L’histoire de l’émigration italienne est l’une des plus grandes aventures humaines des temps modernes. Elle ne se résume pas à des chiffres, à des départs de navires ou à des listes de noms inscrits dans les registres d’Ellis Island. Elle est une mémoire sacrée, une immense traversée de douleur, de courage et d’espérance, inscrite dans le cœur de millions de familles italiennes dispersées à travers le monde. Cette mémoire appartient à tous les Italiens : à ceux qui sont partis, à ceux qui sont restés, et surtout aux générations nouvelles qui doivent comprendre le prix immense payé par leurs ancêtres pour offrir un avenir à leurs enfants.
Entre la fin du XIXe siècle et le début du XXe siècle, l’Italie connut l’un des plus grands exodes de son histoire. Des millions d’hommes, de femmes et d’enfants quittèrent la Sicile, la Calabre, les Abruzzes, la Campanie, les Pouilles, la Vénétie, le Piémont ou encore la Sardaigne. Ils abandonnèrent des villages suspendus au sommet des collines, des maisons modestes remplies de souvenirs, des champs desséchés par le soleil, des oliveraies, des vignobles et parfois des familles entières qu’ils ne reverraient jamais.
La Sicile fut l’un des symboles les plus bouleversants de cet exode. Entre 1880 et 1924, plus d’un million de Siciliens quittèrent leur île, fuyant la misère, les mines de soufre, la faim et l’absence d’avenir. Beaucoup partirent avec une simple valise de carton, quelques vêtements usés, une photographie, un chapelet, une image pieuse glissée dans une poche, et cette douleur silencieuse que seuls connaissent ceux qui quittent leur terre sans savoir s’ils la reverront un jour.

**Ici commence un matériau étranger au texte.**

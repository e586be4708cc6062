use std::{path::PathBuf, process};

use anyhow::{bail, Context as _};
use clap::{Parser, Subcommand};
use log::info;
use u810::{CalibratedBounds, CalibrationSnapshot, Orientation, ParamStore, Params};

use u810_touchd::settings::{FileParamStore, DEFAULT_CALIBRATION_PATH, DEFAULT_PARAMS_PATH};

/// Edits the parameters the touch panel daemon polls.
#[derive(Parser, Debug)]
#[command(version)]
struct Cli {
    #[arg(long, default_value = DEFAULT_PARAMS_PATH)]
    params: PathBuf,
    #[arg(long, default_value = DEFAULT_CALIBRATION_PATH)]
    calibration: PathBuf,
    #[command(subcommand)]
    command: Command,
}

#[derive(Subcommand, Debug)]
enum Command {
    /// Print the current parameters and the last calibration range
    Show,
    /// Set the screen orientation (0 normal, 1 left, 2 inverted, 3 right)
    Orientation {
        #[arg(required_unless_present = "from_xrandr")]
        value: Option<i32>,
        /// Follow the current rotation of an xrandr output instead
        #[arg(long, conflicts_with = "value")]
        from_xrandr: bool,
        /// The xrandr output the panel sits on
        #[arg(long, default_value = "LVDS", requires = "from_xrandr")]
        output: String,
    },
    /// Enter (1) or leave (0) calibration mode
    Calibrate {
        #[arg(value_parser = clap::value_parser!(u8).range(0..=1))]
        enabled: u8,
    },
    /// Clear the recorded calibration range
    #[command(name = "resetcalibrate")]
    ResetCalibrate,
    /// Write the raw bounds used to scale samples
    #[command(name = "writecalibrate")]
    WriteCalibrate {
        min_x: i32,
        min_y: i32,
        max_x: i32,
        max_y: i32,
    },
    /// Use the recorded calibration range as the bounds and leave calibration mode
    #[command(name = "applycalibrate")]
    ApplyCalibrate,
}

fn show(store: &FileParamStore) -> anyhow::Result<()> {
    let params = store.load()?;
    let orientation = Orientation::try_from(params.orientation)
        .map(|o| o.to_string())
        .unwrap_or_else(|e| e.to_string());
    println!("orientation:    {} ({orientation})", params.orientation);
    println!("calibrate:      {}", u8::from(params.calibrate));
    println!("print_position: {}", u8::from(params.print_position));
    println!(
        "bounds:         x[{},{}] y[{},{}]",
        params.touch_min_x, params.touch_max_x, params.touch_min_y, params.touch_max_y
    );
    match store.load_calibration()? {
        Some(range) if !range.is_unset() => println!(
            "recorded:       x[{},{}] y[{},{}]",
            range.min_x, range.max_x, range.min_y, range.max_y
        ),
        _ => println!("recorded:       none"),
    }
    Ok(())
}

/// Reads the rotation of `name` out of `xrandr` query output.
///
/// The rotation follows the mode geometry on the output's line; a missing
/// rotation word means the output is not rotated.
fn orientation_from_xrandr(query: &str, name: &str) -> Option<Orientation> {
    let line = query
        .lines()
        .find(|line| line.split_whitespace().next() == Some(name))?;
    let rotation = line
        .split_whitespace()
        .skip(2)
        .take_while(|word| !word.starts_with('('))
        .find_map(|word| match word {
            "left" => Some(Orientation::RotatedLeft),
            "inverted" => Some(Orientation::Inverted),
            "right" => Some(Orientation::RotatedRight),
            "normal" => Some(Orientation::Normal),
            _ => None,
        });
    Some(rotation.unwrap_or_default())
}

fn xrandr_orientation(output: &str) -> anyhow::Result<Orientation> {
    let query = process::Command::new("xrandr")
        .arg("--query")
        .output()
        .context("can't run xrandr")?;
    if !query.status.success() {
        bail!("xrandr exited with {}", query.status);
    }
    let query = String::from_utf8_lossy(&query.stdout);
    orientation_from_xrandr(&query, output)
        .with_context(|| format!("xrandr has no output named {output}"))
}

fn recorded_bounds(range: &CalibrationSnapshot) -> anyhow::Result<CalibratedBounds> {
    let field = |v: u32| i32::try_from(v).context("recorded value out of range");
    Ok(CalibratedBounds::new(
        field(range.min_x)?,
        field(range.min_y)?,
        field(range.max_x)?,
        field(range.max_y)?,
    )?)
}

fn set_bounds(params: &mut Params, bounds: &CalibratedBounds) {
    params.touch_min_x = bounds.min_x();
    params.touch_min_y = bounds.min_y();
    params.touch_max_x = bounds.max_x();
    params.touch_max_y = bounds.max_y();
}

fn run(store: &FileParamStore, command: Command) -> anyhow::Result<()> {
    let mut params = store.load()?;
    match command {
        Command::Show => return show(store),
        Command::Orientation {
            value,
            from_xrandr,
            output,
        } => {
            let orientation = match value {
                Some(value) if !from_xrandr => Orientation::try_from(value)?,
                _ => xrandr_orientation(&output)?,
            };
            params.orientation = orientation as i32;
            info!("Orientation set to {orientation}");
        }
        Command::Calibrate { enabled } => {
            params.calibrate = enabled == 1;
            info!(
                "Calibration mode {}",
                if params.calibrate { "on" } else { "off" }
            );
        }
        Command::ResetCalibrate => {
            // the daemon may still be writing the old range until it sees the bump
            params.calibration_reset = params.calibration_reset.wrapping_add(1);
            store.save(&params)?;
            store.store_calibration(&CalibrationSnapshot::default())?;
            info!("Calibration range cleared");
            return Ok(());
        }
        Command::WriteCalibrate {
            min_x,
            min_y,
            max_x,
            max_y,
        } => {
            let bounds = CalibratedBounds::new(min_x, min_y, max_x, max_y)?;
            set_bounds(&mut params, &bounds);
            info!("Bounds set to x[{min_x},{max_x}] y[{min_y},{max_y}]");
        }
        Command::ApplyCalibrate => {
            let range = match store.load_calibration()? {
                Some(range) if !range.is_unset() => range,
                _ => bail!("no calibration range recorded, run `calibrate 1` first"),
            };
            let bounds = recorded_bounds(&range)?;
            set_bounds(&mut params, &bounds);
            params.calibrate = false;
            info!(
                "Bounds set to x[{},{}] y[{},{}], calibration mode off",
                bounds.min_x(),
                bounds.max_x(),
                bounds.min_y(),
                bounds.max_y()
            );
        }
    }
    store.save(&params)?;
    Ok(())
}

fn main() -> anyhow::Result<()> {
    env_logger::Builder::from_env(env_logger::Env::default().default_filter_or("info")).init();

    let cli = Cli::parse();
    let store = FileParamStore::new(cli.params, cli.calibration);
    run(&store, cli.command)
}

À bord des navires traversant l’Atlantique, beaucoup ne savaient ni lire ni écrire. Ils ne connaissaient de l’Amérique qu’un mot : espoir. Derrière eux, sur les quais de Palerme, de Naples ou de Messine, des mères pleuraient en silence. Des enfants serraient la main de leur père sans comprendre que leur vie basculait à jamais. Devant eux se dressait New York, immense, froide, inconnue. Lorsque les bateaux approchaient de la statue de la Liberté, certains émigrés tombaient à genoux, submergés par l’émotion. Beaucoup comprenaient alors qu’ils venaient de laisser derrière eux une partie de leur âme.
En 1906, plus de 100 000 Siciliens franchirent les portes d’Ellis Island. New York devint alors, dans un paradoxe extraordinaire de l’histoire, la plus grande ville sicilienne du monde. Mais ces hommes et ces femmes n’abandonnèrent jamais leur identité. Dans les rues étroites de Little Italy, autour de Mulberry Street, d’Elizabeth Street ou de Mott Street, ils reconstruisirent une Sicile de mémoire et de cœur. Certains immeubles rassemblaient des familles issues du même village : Sciacca, Palerme ou Messine semblaient renaître au milieu des briques rouges de Manhattan. Le soir, les fenêtres ouvertes laissaient échapper des odeurs de sauce tomate, de pain chaud, de basilic et d’anis qui rappelaient la Méditerranée à ceux qui vivaient désormais à l’ombre des gratte-ciel.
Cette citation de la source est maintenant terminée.